■ Exercise aim: Copy each line below without leaving any out.

= = =

//! HTTP handlers for analytics endpoints
//!
//! Analytics never fail on missing data; only auth can reject these.

use axum::{
    extract::{Query, State},
    Json,
};
use chrono::Utc;
use serde::Deserialize;
use shared::Period;

use crate::middleware::CurrentUser;
use crate::services::analytics::{
    AnalyticsService, Dashboard, InventoryReport, PeriodComparison, ProfitQuery, ProfitReport,
    SalesReport, SalesReportQuery,
};
use crate::AppState;

fn analytics_service(state: &AppState) -> AnalyticsService {
    AnalyticsService::new(state.store.clone(), state.config.inventory.clone())
}

#[derive(Debug, Deserialize)]
pub struct ComparisonQuery {
    #[serde(default)]
    pub period: Period,
}

pub async fn get_dashboard(
    State(state): State<AppState>,
    current_user: CurrentUser,
) -> Json<Dashboard> {
    Json(
        analytics_service(&state)
            .dashboard(current_user.0.owner_id, Utc::now())
            .await,
    )
}

pub async fn get_comparison(
    State(state): State<AppState>,
    current_user: CurrentUser,
    Query(query): Query<ComparisonQuery>,
) -> Json<PeriodComparison> {
    Json(
        analytics_service(&state)
            .comparison(current_user.0.owner_id, query.period, Utc::now())
            .await,
    )
}

pub async fn get_profit_report(
    State(state): State<AppState>,
    current_user: CurrentUser,
    Query(query): Query<ProfitQuery>,
) -> Json<ProfitReport> {
    Json(
        analytics_service(&state)
            .profit(current_user.0.owner_id, &query, Utc::now())
            .await,
    )
}

pub async fn get_sales_report(
    State(state): State<AppState>,
    current_user: CurrentUser,
    Query(query): Query<SalesReportQuery>,
) -> Json<SalesReport> {
    Json(
        analytics_service(&state)
            .sales(current_user.0.owner_id, &query, Utc::now())
            .await,
    )
}

pub async fn get_inventory_report(
    State(state): State<AppState>,
    current_user: CurrentUser,
) -> Json<InventoryReport> {
    Json(analytics_service(&state).inventory(current_user.0.owner_id).await)
}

= = =

■ Response to this exercise:
//! HTTP handlers for analytics endpoints
//!
//! Analytics never fail on missing data; only auth can reject these.

use axum::{
    extract::{Query, State},
    Json,
};
use chrono::Utc;
use serde::Deserialize;
use shared::Period;

use crate::middleware::CurrentUser;
use crate::services::analytics::{
    AnalyticsService, Dashboard, InventoryReport, PeriodComparison, ProfitQuery, ProfitReport,
    SalesReport, SalesReportQuery,
};
use crate::AppState;

fn analytics_service(state: &AppState) -> AnalyticsService {
    AnalyticsService::new(state.store.clone(), state.config.inventory.clone())
}

#[derive(Debug, Deserialize)]
pub struct ComparisonQuery {
    #[serde(default)]
    pub period: Period,
}

pub async fn get_dashboard(
    State(state): State<AppState>,
    current_user: CurrentUser,
) -> Json<Dashboard> {
    Json(
        analytics_service(&state)
            .dashboard(current_user.0.owner_id, Utc::now())
            .await,
    )
}

pub async fn get_comparison(
    State(state): State<AppState>,
    current_user: CurrentUser,
    Query(query): Query<ComparisonQuery>,
) -> Json<PeriodComparison> {
    Json(
        analytics_service(&state)
            .comparison(current_user.0.owner_id, query.period, Utc::now())
            .await,
    )
}

pub async fn get_profit_report(
    State(state): State<AppState>,
    current_user: CurrentUser,
    Query(query): Query<ProfitQuery>,
) -> Json<ProfitReport> {
    Json(
        analytics_service(&state)
            .profit(current_user.0.owner_id, &query, Utc::now())
            .await,
    )
}

pub async fn get_sales_report(
    State(state): State<AppState>,
    current_user: CurrentUser,
    Query(query): Query<SalesReportQuery>,
) -> Json<SalesReport> {
    Json(
        analytics_service(&state)
            .sales(current_user.0.owner_id, &query, Utc::now())
            .await,
    )
}

pub async fn get_inventory_report(
    State(state): State<AppState>,
    current_user: CurrentUser,
) -> Json<InventoryReport> {
    Json(analytics_service(&state).inventory(current_user.0.owner_id).await)
}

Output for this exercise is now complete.